When we brought you up to the living room a year and a half ago, you pulled off your most heinous crime to date. While I’d had lots of issues with my wrist before you came upstairs, it was this last move that finally did it in. Just a week after the kids and I got you situated in your final spot, I began seeing an orthopedic surgeon. It was decided that wielding your heft was the straw that broke the camel’s back. Or more specifically, my wrist. It was with much bitterness that I curled up beneath a blanket on your less than comfortable surface and lay my head upon your misshapen cushions after several painful cortisone shots and two difficult surgeries. I’d come to terms with the fact that you were not the nicest piece of furniture we’d ever owned, but you’d finally gone too far.

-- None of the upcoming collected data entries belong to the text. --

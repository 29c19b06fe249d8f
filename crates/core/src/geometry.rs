//! Coordinate mapping between editor canvas space and PDF page space.
//!
//! Canvas space has a top-left origin with Y growing downward; PDF page
//! space has a bottom-left origin with Y growing upward. Everything in this
//! module is a pure, total function: degenerate sizes and singular
//! transforms fall back instead of panicking.

/// Axis-aligned rectangle in canvas space.
#[derive(Debug, Clone, Copy, PartialEq)]
pub struct Rect {
    pub x: f32,
    pub y: f32,
    pub width: f32,
    pub height: f32,
}

impl Rect {
    pub fn new(x: f32, y: f32, width: f32, height: f32) -> Self {
        Self { x, y, width, height }
    }
}

#[derive(Debug, Clone, Copy, PartialEq)]
pub struct Size {
    pub width: f32,
    pub height: f32,
}

impl Size {
    pub fn new(width: f32, height: f32) -> Self {
        Self { width, height }
    }
}

/// 6-parameter affine transform, the PDF/PostScript `[a b c d e f]` layout:
///
/// ```text
/// x' = a*x + c*y + e
/// y' = b*x + d*y + f
/// ```
#[derive(Debug, Clone, Copy, PartialEq)]
pub struct Matrix {
    pub a: f32,
    pub b: f32,
    pub c: f32,
    pub d: f32,
    pub e: f32,
    pub f: f32,
}

impl Matrix {
    pub const IDENTITY: Matrix =
        Matrix { a: 1.0, b: 0.0, c: 0.0, d: 1.0, e: 0.0, f: 0.0 };

    pub fn apply(&self, x: f32, y: f32) -> (f32, f32) {
        (self.a * x + self.c * y + self.e, self.b * x + self.d * y + self.f)
    }

    /// Closed-form inverse. A singular or non-finite matrix inverts to the
    /// identity so callers always get a usable transform.
    pub fn invert(&self) -> Matrix {
        let det = self.a * self.d - self.b * self.c;
        if !det.is_finite() || det.abs() < f32::EPSILON {
            return Matrix::IDENTITY;
        }

        let a = self.d / det;
        let b = -self.b / det;
        let c = -self.c / det;
        let d = self.a / det;
        Matrix {
            a,
            b,
            c,
            d,
            e: -(a * self.e + c * self.f),
            f: -(b * self.e + d * self.f),
        }
    }
}

impl From<[f32; 6]> for Matrix {
    fn from(m: [f32; 6]) -> Self {
        Matrix { a: m[0], b: m[1], c: m[2], d: m[3], e: m[4], f: m[5] }
    }
}

/// Rotate `(x, y)` by `angle_deg` degrees about `(cx, cy)`.
pub fn rotate_about(x: f32, y: f32, cx: f32, cy: f32, angle_deg: f32) -> (f32, f32) {
    let theta = angle_deg.to_radians();
    let (sin, cos) = theta.sin_cos();
    let dx = x - cx;
    let dy = y - cy;
    (cx + dx * cos - dy * sin, cy + dx * sin + dy * cos)
}

/// An element rectangle re-projected into page space, plus the uniform
/// scale to apply to font sizes, border widths, and stroke thicknesses.
#[derive(Debug, Clone, Copy, PartialEq)]
pub struct MappedRect {
    pub x: f32,
    pub y: f32,
    pub width: f32,
    pub height: f32,
    pub scale: f32,
}

/// Convert a canvas-space Y coordinate (top-left origin) of an element of
/// height `element_height` to page-space (bottom-left origin).
pub fn canvas_to_pdf_y(canvas_y: f32, element_height: f32, page_height: f32) -> f32 {
    page_height - canvas_y - element_height
}

/// Absolute canvas coordinates to `[0, 1]` fractions.
pub fn normalize_point(x: f32, y: f32, width: f32, height: f32) -> (f32, f32) {
    (x / width, y / height)
}

/// `[0, 1]` fractions back to absolute coordinates.
pub fn denormalize_point(nx: f32, ny: f32, width: f32, height: f32) -> (f32, f32) {
    (nx * width, ny * height)
}

fn guard_scale(scale: f32) -> f32 {
    if scale.is_finite() && scale != 0.0 {
        scale
    } else {
        1.0
    }
}

/// Map an element rectangle from canvas space into page space.
///
/// With a page transform present, the inverse transform is applied to the
/// rectangle's corners and the axis-aligned bounding box of the result is
/// returned; the scale is the average of the per-axis size ratios. Without
/// one, the rectangle is normalized against `canvas`, projected onto
/// `page`, and flipped to the PDF Y origin.
pub fn map_element_rect(
    rect: Rect,
    canvas: Size,
    page: Size,
    transform: Option<&Matrix>,
) -> MappedRect {
    if let Some(transform) = transform {
        let inverse = transform.invert();
        let (x0, y0) = inverse.apply(rect.x, rect.y);
        let (x1, y1) = inverse.apply(rect.x + rect.width, rect.y + rect.height);

        let x = x0.min(x1);
        let y = y0.min(y1);
        let width = (x1 - x0).abs();
        let height = (y1 - y0).abs();
        let scale = guard_scale((width / rect.width + height / rect.height) / 2.0);

        return MappedRect { x, y, width, height, scale };
    }

    // Degenerate canvas metrics collapse to a 1:1 projection.
    let canvas_width = if canvas.width > 0.0 { canvas.width } else { page.width };
    let canvas_height = if canvas.height > 0.0 { canvas.height } else { page.height };

    let (nx, ny) = normalize_point(rect.x, rect.y, canvas_width, canvas_height);
    let (nw, nh) = normalize_point(rect.width, rect.height, canvas_width, canvas_height);
    let (x, _) = denormalize_point(nx, ny, page.width, page.height);
    let width = nw * page.width;
    let height = nh * page.height;
    let y = canvas_to_pdf_y(ny * page.height, height, page.height);

    MappedRect { x, y, width, height, scale: guard_scale(page.height / canvas_height) }
}

/// Normalized RGB color parsed from a hex string.
///
/// Malformed input yields NaN components rather than an error; use
/// [`Rgb::is_valid`] before handing the color to a renderer.
#[derive(Debug, Clone, Copy, PartialEq)]
pub struct Rgb {
    pub r: f32,
    pub g: f32,
    pub b: f32,
}

impl Rgb {
    pub const BLACK: Rgb = Rgb { r: 0.0, g: 0.0, b: 0.0 };
    pub const WHITE: Rgb = Rgb { r: 1.0, g: 1.0, b: 1.0 };

    pub fn is_valid(&self) -> bool {
        [self.r, self.g, self.b]
            .iter()
            .all(|channel| channel.is_finite() && (0.0..=1.0).contains(channel))
    }
}

impl From<Rgb> for (f32, f32, f32) {
    fn from(rgb: Rgb) -> Self {
        (rgb.r, rgb.g, rgb.b)
    }
}

/// Parse `#rgb` or `#rrggbb` (case-insensitive, `#` optional) into
/// normalized channels. Never panics; malformed input produces NaN.
pub fn hex_to_rgb(hex: &str) -> Rgb {
    let hex = hex.trim().trim_start_matches('#');

    let expanded: String = if hex.len() == 3 {
        hex.chars().flat_map(|ch| [ch, ch]).collect()
    } else {
        hex.to_owned()
    };

    if expanded.len() != 6 || !expanded.is_ascii() {
        return Rgb { r: f32::NAN, g: f32::NAN, b: f32::NAN };
    }

    let channel = |range: std::ops::Range<usize>| -> f32 {
        u8::from_str_radix(&expanded[range], 16)
            .map(|value| value as f32 / 255.0)
            .unwrap_or(f32::NAN)
    };

    Rgb { r: channel(0..2), g: channel(2..4), b: channel(4..6) }
}

#[cfg(test)]
mod tests {
    use super::*;

    fn approx(a: f32, b: f32) -> bool {
        (a - b).abs() < 1e-4
    }

    #[test]
    fn canvas_to_pdf_y_is_exact() {
        assert_eq!(canvas_to_pdf_y(100.0, 40.0, 792.0), 652.0);
        assert_eq!(canvas_to_pdf_y(0.0, 0.0, 300.0), 300.0);
        assert_eq!(canvas_to_pdf_y(-10.0, 5.0, 100.0), 105.0);
    }

    #[test]
    fn normalize_denormalize_round_trip() {
        for (x, y, w, h) in [
            (10.0, 20.0, 612.0, 792.0),
            (0.0, 0.0, 200.0, 300.0),
            (611.9, 791.9, 612.0, 792.0),
            (37.5, 12.25, 841.0, 595.0),
        ] {
            let (nx, ny) = normalize_point(x, y, w, h);
            let (rx, ry) = denormalize_point(nx, ny, w, h);
            assert!(approx(rx, x), "x round trip failed for {x}");
            assert!(approx(ry, y), "y round trip failed for {y}");
        }
    }

    #[test]
    fn inverse_of_inverse_is_identity() {
        let m = Matrix { a: 2.0, b: 0.5, c: -0.25, d: 1.5, e: 30.0, f: -12.0 };
        let round_trip = m.invert().invert();
        for (got, want) in [
            (round_trip.a, m.a),
            (round_trip.b, m.b),
            (round_trip.c, m.c),
            (round_trip.d, m.d),
            (round_trip.e, m.e),
            (round_trip.f, m.f),
        ] {
            assert!(approx(got, want));
        }
    }

    #[test]
    fn singular_matrix_inverts_to_identity() {
        let singular = Matrix { a: 1.0, b: 2.0, c: 2.0, d: 4.0, e: 5.0, f: 6.0 };
        assert_eq!(singular.invert(), Matrix::IDENTITY);
    }

    #[test]
    fn inverse_undoes_apply() {
        let m = Matrix { a: 1.5, b: 0.0, c: 0.0, d: -1.5, e: 10.0, f: 792.0 };
        let (tx, ty) = m.apply(100.0, 200.0);
        let (x, y) = m.invert().apply(tx, ty);
        assert!(approx(x, 100.0));
        assert!(approx(y, 200.0));
    }

    #[test]
    fn mapping_without_transform_projects_and_flips() {
        let mapped = map_element_rect(
            Rect::new(61.2, 79.2, 122.4, 79.2),
            Size::new(612.0, 792.0),
            Size::new(306.0, 396.0),
            None,
        );
        assert!(approx(mapped.x, 30.6));
        assert!(approx(mapped.width, 61.2));
        assert!(approx(mapped.height, 39.6));
        // canvas y 79.2 of 792 => page y 39.6 of 396, flipped: 396 - 39.6 - 39.6
        assert!(approx(mapped.y, 316.8));
        assert!(approx(mapped.scale, 0.5));
    }

    #[test]
    fn mapping_with_transform_uses_inverse_bounding_box() {
        // Scale-by-2 viewport: inverse halves coordinates.
        let transform = Matrix { a: 2.0, b: 0.0, c: 0.0, d: 2.0, e: 0.0, f: 0.0 };
        let mapped = map_element_rect(
            Rect::new(100.0, 100.0, 200.0, 50.0),
            Size::new(612.0, 792.0),
            Size::new(612.0, 792.0),
            Some(&transform),
        );
        assert!(approx(mapped.x, 50.0));
        assert!(approx(mapped.y, 50.0));
        assert!(approx(mapped.width, 100.0));
        assert!(approx(mapped.height, 25.0));
        assert!(approx(mapped.scale, 0.5));
    }

    #[test]
    fn degenerate_element_does_not_panic_and_scale_defaults() {
        let transform = Matrix::IDENTITY;
        let mapped = map_element_rect(
            Rect::new(10.0, 10.0, 0.0, 0.0),
            Size::new(612.0, 792.0),
            Size::new(612.0, 792.0),
            Some(&transform),
        );
        assert_eq!(mapped.scale, 1.0);

        let mapped = map_element_rect(
            Rect::new(10.0, 10.0, 50.0, 20.0),
            Size::new(0.0, 0.0),
            Size::new(612.0, 792.0),
            None,
        );
        assert!(mapped.x.is_finite());
        assert_eq!(mapped.scale, 1.0);
    }

    #[test]
    fn rotation_about_center_moves_endpoint() {
        let (x, y) = rotate_about(10.0, 0.0, 0.0, 0.0, 90.0);
        assert!(approx(x, 0.0));
        assert!(approx(y, 10.0));

        let (x, y) = rotate_about(5.0, 5.0, 5.0, 5.0, 270.0);
        assert!(approx(x, 5.0));
        assert!(approx(y, 5.0));
    }

    #[test]
    fn hex_shorthand_and_full_form_agree() {
        let short = hex_to_rgb("#f00");
        let long = hex_to_rgb("#ff0000");
        assert_eq!(short, long);
        assert!(approx(short.r, 1.0));
        assert!(approx(short.g, 0.0));
        assert!(approx(short.b, 0.0));
    }

    #[test]
    fn hex_is_case_insensitive_and_hash_optional() {
        let upper = hex_to_rgb("#FFAA00");
        let lower = hex_to_rgb("ffaa00");
        assert_eq!(upper, lower);
        assert!(upper.is_valid());
    }

    #[test]
    fn malformed_hex_yields_invalid_color() {
        for input in ["", "#12", "#xyzxyz", "#12345", "not-a-color"] {
            let rgb = hex_to_rgb(input);
            assert!(!rgb.is_valid(), "{input:?} should not parse as a color");
        }
    }
}
//! Session persistence: JSON save/restore with schema normalization and
//! the one-time migration from legacy canvas coordinates to PDF points.

use base64::engine::general_purpose::STANDARD as BASE64;
use base64::Engine as _;
use log::{info, warn};
use serde::{Deserialize, Serialize};

use crate::document::{CoordinateSpace, DocumentState, PageId};

/// Width of the fixed editor layout older documents were authored against,
/// in canvas pixels.
pub const LEGACY_CANVAS_WIDTH: f32 = 612.0;

/// Serde adapter storing `Vec<Vec<u8>>` as an array of base64 strings.
pub(crate) mod base64_vec {
    use super::*;
    use serde::{Deserializer, Serializer};

    pub fn serialize<S: Serializer>(buffers: &[Vec<u8>], ser: S) -> Result<S::Ok, S::Error> {
        let encoded: Vec<String> = buffers.iter().map(|b| BASE64.encode(b)).collect();
        encoded.serialize(ser)
    }

    pub fn deserialize<'de, D: Deserializer<'de>>(de: D) -> Result<Vec<Vec<u8>>, D::Error> {
        let encoded = Vec::<String>::deserialize(de)?;
        encoded
            .iter()
            .map(|s| BASE64.decode(s).map_err(serde::de::Error::custom))
            .collect()
    }
}

/// Serde adapter storing `Option<Vec<u8>>` as an optional base64 string.
pub(crate) mod base64_opt {
    use super::*;
    use serde::{Deserializer, Serializer};

    pub fn serialize<S: Serializer>(buffer: &Option<Vec<u8>>, ser: S) -> Result<S::Ok, S::Error> {
        buffer.as_ref().map(|b| BASE64.encode(b)).serialize(ser)
    }

    pub fn deserialize<'de, D: Deserializer<'de>>(de: D) -> Result<Option<Vec<u8>>, D::Error> {
        match Option::<String>::deserialize(de)? {
            Some(s) => BASE64.decode(s).map(Some).map_err(serde::de::Error::custom),
            None => Ok(None),
        }
    }
}

/// On-disk envelope around the document state: the editing context rides
/// along so a restore can land on the same page.
#[derive(Debug, Clone, Serialize, Deserialize)]
#[serde(rename_all = "camelCase")]
struct SavedSession {
    #[serde(flatten)]
    state: DocumentState,
    #[serde(default)]
    current_page_id: Option<PageId>,
}

/// State restored from a saved session.
#[derive(Debug, Clone)]
pub struct RestoredState {
    pub state: DocumentState,
    pub current_page: Option<PageId>,
}

pub fn serialize(state: &DocumentState, current_page: Option<&PageId>) -> String {
    let session = SavedSession {
        state: state.clone(),
        current_page_id: current_page.cloned(),
    };
    // DocumentState serialization is infallible: no maps with non-string
    // keys, no non-finite float fields are ever written by the session ops.
    serde_json::to_string_pretty(&session).unwrap_or_else(|err| {
        warn!("failed to serialize session: {err}");
        String::from("{}")
    })
}

/// Parses a saved session. Malformed input yields `None` rather than an
/// error so callers can fall back to a fresh document.
pub fn deserialize(text: &str) -> Option<RestoredState> {
    let mut session: SavedSession = match serde_json::from_str(text) {
        Ok(session) => session,
        Err(err) => {
            warn!("discarding unreadable saved session: {err}");
            return None;
        }
    };
    normalize(&mut session.state);
    migrate_coordinates(&mut session.state);
    Some(RestoredState {
        state: session.state,
        current_page: session.current_page_id,
    })
}

/// Backfills fields that older schema revisions did not have.
fn normalize(state: &mut DocumentState) {
    for page in state.pages.values_mut() {
        for highlight in &mut page.highlights {
            if highlight.fill_color.is_none() {
                highlight.fill_color = Some(highlight.color.clone());
            }
            if highlight.fill_opacity.is_none() {
                highlight.fill_opacity = Some(highlight.opacity);
            }
            if highlight.border_color.is_none() {
                highlight.border_color = Some(highlight.color.clone());
            }
            if highlight.border_opacity.is_none() {
                highlight.border_opacity = Some(1.0);
            }
        }
    }

    // Manual footer text used to live on the pagination settings keyed by
    // page id. Move it onto the pages themselves.
    let manual_number = std::mem::take(&mut state.pagination.manual_number);
    let manual_detail = std::mem::take(&mut state.pagination.manual_detail);
    for (page_id, number) in manual_number {
        if let Some(page) = state.pages.get_mut(&page_id) {
            if page.footer.number.is_empty() {
                page.footer.number = number;
            }
        }
    }
    for (page_id, detail) in manual_detail {
        if let Some(page) = state.pages.get_mut(&page_id) {
            if page.footer.detail.is_empty() {
                page.footer.detail = detail;
            }
        }
    }

    // Single-source documents predate the sources list.
    if state.original_pdf_sources.is_empty() {
        if let Some(bytes) = state.original_pdf_bytes.take() {
            state.original_pdf_sources.push(bytes);
        }
    } else {
        state.original_pdf_bytes = None;
    }
}

/// Rescales legacy canvas-pixel coordinates into PDF points.
///
/// Runs only when the document is still tagged `legacy-612` and every page
/// in the reading order has usable metrics; a partial rescale would leave
/// coordinates in two different spaces, so incomplete metrics skip the
/// migration entirely and leave the tag untouched.
pub fn migrate_coordinates(state: &mut DocumentState) {
    if state.coordinate_space != CoordinateSpace::Legacy612 {
        return;
    }
    let order: Vec<PageId> = state.page_order().to_vec();
    if order.is_empty() {
        return;
    }
    let complete = order.iter().all(|id| {
        state
            .page_metrics
            .get(id)
            .map(|m| m.width > 0.0 && m.height > 0.0)
            .unwrap_or(false)
    });
    if !complete {
        warn!("page metrics incomplete, keeping legacy coordinate space");
        return;
    }

    for page_id in &order {
        let scale = state.page_metrics[page_id].width / LEGACY_CANVAS_WIDTH;
        let Some(page) = state.pages.get_mut(page_id) else {
            continue;
        };
        for el in &mut page.texts {
            el.x *= scale;
            el.y *= scale;
            el.width *= scale;
            el.height *= scale;
            el.font_size *= scale;
        }
        for el in &mut page.highlights {
            el.x *= scale;
            el.y *= scale;
            el.width *= scale;
            el.height *= scale;
            el.border_width *= scale;
        }
        for el in &mut page.underlines {
            el.x *= scale;
            el.y *= scale;
            el.width *= scale;
            el.height *= scale;
        }
        for el in &mut page.arrows {
            el.x *= scale;
            el.y *= scale;
            el.width *= scale;
            el.height *= scale;
            el.thickness *= scale;
        }
    }
    state.coordinate_space = CoordinateSpace::Pdf;
    info!("migrated {} pages to pdf coordinate space", order.len());
}
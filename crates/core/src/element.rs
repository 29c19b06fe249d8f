//! Overlay element data model.
//!
//! Elements are a tagged union over four variants (text, highlight,
//! underline, arrow). All geometry is stored in editor canvas space
//! (top-left origin, Y growing downward); the export pipeline re-projects
//! it into page space.

use crate::geometry::Rect;
use serde::{Deserialize, Serialize};

/// Opaque element identifier, unique within a document.
///
/// Stored as a string so documents saved by older builds (which used ad-hoc
/// timestamp ids) keep their identity on load.
#[derive(Debug, Clone, PartialEq, Eq, Hash, PartialOrd, Ord, Serialize, Deserialize)]
#[serde(transparent)]
pub struct ElementId(String);

impl ElementId {
    pub fn generate(prefix: &str) -> Self {
        Self(format!("{prefix}-{}", uuid::Uuid::new_v4()))
    }

    pub fn as_str(&self) -> &str {
        &self.0
    }
}

impl From<&str> for ElementId {
    fn from(value: &str) -> Self {
        Self(value.to_owned())
    }
}

#[derive(Debug, Clone, Copy, PartialEq, Eq, Default, Serialize, Deserialize)]
#[serde(rename_all = "lowercase")]
pub enum TextAlign {
    #[default]
    Left,
    Center,
    Right,
    /// Rendered identically to `Left` by the exporter.
    Justify,
}

/// How a highlight is painted.
#[derive(Debug, Clone, Copy, PartialEq, Eq, Default, Serialize, Deserialize)]
#[serde(rename_all = "lowercase")]
pub enum HighlightStyle {
    #[default]
    Fill,
    Border,
    Both,
}

fn default_border_width() -> f32 {
    2.0
}

#[derive(Debug, Clone, PartialEq, Serialize, Deserialize)]
#[serde(rename_all = "camelCase")]
pub struct TextElement {
    pub id: ElementId,
    pub x: f32,
    pub y: f32,
    pub width: f32,
    pub height: f32,
    pub content: String,
    pub font_size: f32,
    pub color: String,
    pub bold: bool,
    #[serde(default)]
    pub text_align: TextAlign,
}

#[derive(Debug, Clone, PartialEq, Serialize, Deserialize)]
#[serde(rename_all = "camelCase")]
pub struct HighlightElement {
    pub id: ElementId,
    pub x: f32,
    pub y: f32,
    pub width: f32,
    pub height: f32,
    /// Legacy single color, still the fallback for both fill and border.
    pub color: String,
    pub opacity: f32,
    #[serde(default)]
    pub fill_color: Option<String>,
    #[serde(default)]
    pub fill_opacity: Option<f32>,
    #[serde(default)]
    pub border_color: Option<String>,
    #[serde(default)]
    pub border_opacity: Option<f32>,
    #[serde(default)]
    pub style: HighlightStyle,
    #[serde(default = "default_border_width")]
    pub border_width: f32,
}

#[derive(Debug, Clone, PartialEq, Serialize, Deserialize)]
#[serde(rename_all = "camelCase")]
pub struct UnderlineElement {
    pub id: ElementId,
    pub x: f32,
    pub y: f32,
    pub width: f32,
    pub height: f32,
    pub color: String,
}

#[derive(Debug, Clone, PartialEq, Serialize, Deserialize)]
#[serde(rename_all = "camelCase")]
pub struct ArrowElement {
    pub id: ElementId,
    pub x: f32,
    pub y: f32,
    pub width: f32,
    pub height: f32,
    pub color: String,
    pub thickness: f32,
    /// Rotation in degrees about the rectangle's left-center anchor.
    #[serde(default)]
    pub angle: f32,
}

macro_rules! impl_rect {
    ($($ty:ty),*) => {
        $(impl $ty {
            pub fn rect(&self) -> Rect {
                Rect::new(self.x, self.y, self.width, self.height)
            }
        })*
    };
}

impl_rect!(TextElement, HighlightElement, UnderlineElement, ArrowElement);

/// Borrowed view over any element variant, for id-based lookup.
#[derive(Debug, Clone, Copy, PartialEq)]
pub enum ElementRef<'a> {
    Text(&'a TextElement),
    Highlight(&'a HighlightElement),
    Underline(&'a UnderlineElement),
    Arrow(&'a ArrowElement),
}

impl ElementRef<'_> {
    pub fn id(&self) -> &ElementId {
        match self {
            ElementRef::Text(el) => &el.id,
            ElementRef::Highlight(el) => &el.id,
            ElementRef::Underline(el) => &el.id,
            ElementRef::Arrow(el) => &el.id,
        }
    }

    pub fn rect(&self) -> Rect {
        match self {
            ElementRef::Text(el) => el.rect(),
            ElementRef::Highlight(el) => el.rect(),
            ElementRef::Underline(el) => el.rect(),
            ElementRef::Arrow(el) => el.rect(),
        }
    }
}

/// Partial update merged into an element by id.
///
/// Fields that do not apply to the matched variant are ignored, mirroring
/// how the editor UI sends sparse property updates.
#[derive(Debug, Clone, Default, PartialEq)]
pub struct ElementPatch {
    pub x: Option<f32>,
    pub y: Option<f32>,
    pub width: Option<f32>,
    pub height: Option<f32>,
    pub color: Option<String>,
    // Text
    pub content: Option<String>,
    pub font_size: Option<f32>,
    pub bold: Option<bool>,
    pub text_align: Option<TextAlign>,
    // Highlight
    pub opacity: Option<f32>,
    pub fill_color: Option<String>,
    pub fill_opacity: Option<f32>,
    pub border_color: Option<String>,
    pub border_opacity: Option<f32>,
    pub style: Option<HighlightStyle>,
    pub border_width: Option<f32>,
    // Arrow
    pub thickness: Option<f32>,
    pub angle: Option<f32>,
}

macro_rules! patch_field {
    ($el:expr, $patch:expr, $($field:ident),*) => {
        $(if let Some(value) = &$patch.$field {
            $el.$field = value.clone();
        })*
    };
}

impl TextElement {
    pub fn apply_patch(&mut self, patch: &ElementPatch) {
        patch_field!(self, patch, x, y, width, height, color, content, font_size, bold, text_align);
    }
}

impl HighlightElement {
    pub fn apply_patch(&mut self, patch: &ElementPatch) {
        patch_field!(self, patch, x, y, width, height, color, opacity, style, border_width);
        if patch.fill_color.is_some() {
            self.fill_color = patch.fill_color.clone();
        }
        if patch.fill_opacity.is_some() {
            self.fill_opacity = patch.fill_opacity;
        }
        if patch.border_color.is_some() {
            self.border_color = patch.border_color.clone();
        }
        if patch.border_opacity.is_some() {
            self.border_opacity = patch.border_opacity;
        }
    }
}

impl UnderlineElement {
    pub fn apply_patch(&mut self, patch: &ElementPatch) {
        patch_field!(self, patch, x, y, width, height, color);
    }
}

impl ArrowElement {
    pub fn apply_patch(&mut self, patch: &ElementPatch) {
        patch_field!(self, patch, x, y, width, height, color, thickness, angle);
    }
}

You’ve been with us for five years, so you might be wondering why I’m writing this letter to you now. I did mention before that I was trying to get a little reading done this morning. I don’t do that very often. As a matter of fact, you may have noticed that you and I don’t spend a whole lot of time together lately. My toes are afraid of you, and quite honestly, you’re just not pleasant to lounge on. My attempt at finishing a book today just reminded me of that, and that’s why I felt the need to vent.

Truly, I hate to hurt your feelings, but it’s past time that I tell you if we hadn’t bought in you Germany, and if we could afford to buy a new couch, you’d be history. Oh, and that little incident after my last wrist surgery … you know, the one where my stomach decided it didn’t like all the meds the surgeon pumped into me? I’m not at all sorry. Consider it payback.